Figure 4-3. Subset of a CDD, showing several different kinds of the data and technology assets that inform its structure. This behavioral model predicts how investing in a marketing program to promote social distancing will affect the social-distancing compliance. The econometric model shows how pricing leads to demand, and the ML model predicts how investing in a marketing program will affect the mask compliance. Please see the full decision model in Figure P-2 or the supplemental materials repository.

With all this in mind, please see “Formal Process Description: Process B2: Decision Asset Investigation” (including filling out the register and annotating the CDD), followed by some guidance on how to do this. Note that this process is different from step 12, which involves assessing expertise, from Process B1, Decision Design (Chapter 3), because it assumes a complete CDD as input to the process. It’s also about discovering technical elements that bridge the CDD from a diagram to a computerized model, not investigating new elements for the CDD. Both processes enhance the CDD, just in different ways.

Recording the decision assets

You need to record more information about each decision asset than you can show on a CDD. How you record it depends on how your organization manages data and knowledge. If you manage data and knowledge at the departmental level, you might use a spreadsheet or table like Table 4-3 as a Decision Asset Register to record the locations and owners of the assets associated with your CDD elements.

On the other hand, if you have a mature data governance architecture, your lexicon can precisely define each data term and document the authoritative source for obtaining or computing its value. You can reference lexicon entries in a spreadsheet, but as you create CDDs, you might consider building a dependency lexicon that documents elements that appear as intermediates or outcomes and their dependencies, the arrows into them and the elements on the left sides of those arrows with ties to your data lexicon for the data that informs those dependencies. This makes the dependencies easily available for future CDDs.

If you choose to take this more formal route, then a dependency lexicon will let you answer questions like, “Which organizational outcomes does this piece of data drive?” as well as the question addressed by Decision Asset Investigation, “Which data and knowledge affects this outcome?” If your organization has mature knowledge management (KM) systems, standards, and/or processes, you can similarly link your dependency lexicon to it for dependencies informed by human knowledge.

You might also think about investigating how LLMs like ChatGPT and/or semantic search tools can help you to locate elements within your formal lexicon: this may be the future of KM, which can now treat decision models as a valuable corporate asset to store and continuously improve. You might use LLMs and semantic search to identify decision elements stored within your knowledge base.
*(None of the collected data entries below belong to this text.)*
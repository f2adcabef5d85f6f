use chrono::{DateTime, Utc};
use rust_decimal::Decimal;
use sea_orm::entity::prelude::*;
use serde::{Deserialize, Serialize};

/// Operating expense for a shop; the default source of the `other_costs`
/// term in the COGS computation.
#[derive(Clone, Debug, PartialEq, Eq, DeriveEntityModel, Serialize, Deserialize)]
#[sea_orm(table_name = "expenses")]
pub struct Model {
    #[sea_orm(primary_key)]
    pub id: i64,
    pub shop_id: i64,
    #[sea_orm(column_type = "Decimal(Some((19, 4)))")]
    pub amount: Decimal,
    pub description: Option<String>,
    pub incurred_at: DateTime<Utc>,
}

#[derive(Copy, Clone, Debug, EnumIter, DeriveRelation)]
pub enum Relation {
    #[sea_orm(
        belongs_to = "super::shop::Entity",
        from = "Column::ShopId",
        to = "super::shop::Column::Id"
    )]
    Shop,
}

impl Related<super::shop::Entity> for Entity {
    fn to() -> RelationDef {
        Relation::Shop.def()
    }
}

impl ActiveModelBehavior for ActiveModel {}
Formal Process Description: Process B2: Decision Asset Investigation

Description

Identify and document existing and missing data, information, human knowledge, and other technology that inform decision elements on the CDD, in preparation for integrating these assets into a computerized decision model.

Prerequisites

• The CDD created during Decision Design.

• A mandate (usually from the decision customer) to create an automated simulation based on the CDD.

• Guidance regarding the time, effort, and fidelity required for this process.

• Consider reading the Appendix.

• Create a blank Decision Asset Register in which to record your findings, or use Phase B, Worksheet 2: Decision Asset Register, available in the supplemental materials repository, or understand how to use any organizational tools that link CDDs to your data governance system and your knowledge management system.

Responsible role

Decision team leader. They will be assisted by people within and outside the decision team who can provide data, information, models, documents, or other forms of human knowledge related to the CDD.

Steps

1. Read through this process and tailor it, as appropriate, to your team.

2. Examine the CDD you created during Decision Design as a first step:

   • Start by documenting the “low-hanging fruit”: the decision assets you’ve already identified during CDD elicitation (maybe you captured them in a “parking lot”). Add them to the Decision Asset Register.

   • Ask your team to look at the CDD again and identify the causal chains they think will have the biggest impact on the outcomes. Document them, including levers, externals, intermediates, and/or outcomes. As you did with outcomes and levers, you might also ask for what they think are the “top three” chains that make a difference.

3. For each intermediate and outcome, especially those along the “top three” causal chains, investigate whether there is some model or function that informs how it depends on the immediately preceding element(s). What data does each element supply to the model or function? Are any externals, levers, or intermediates missing?

4. For each intermediate, ask:

   • Are there any constraints on its allowed values? These will inform your simulation as well as how you monitor the decision as it plays out over time.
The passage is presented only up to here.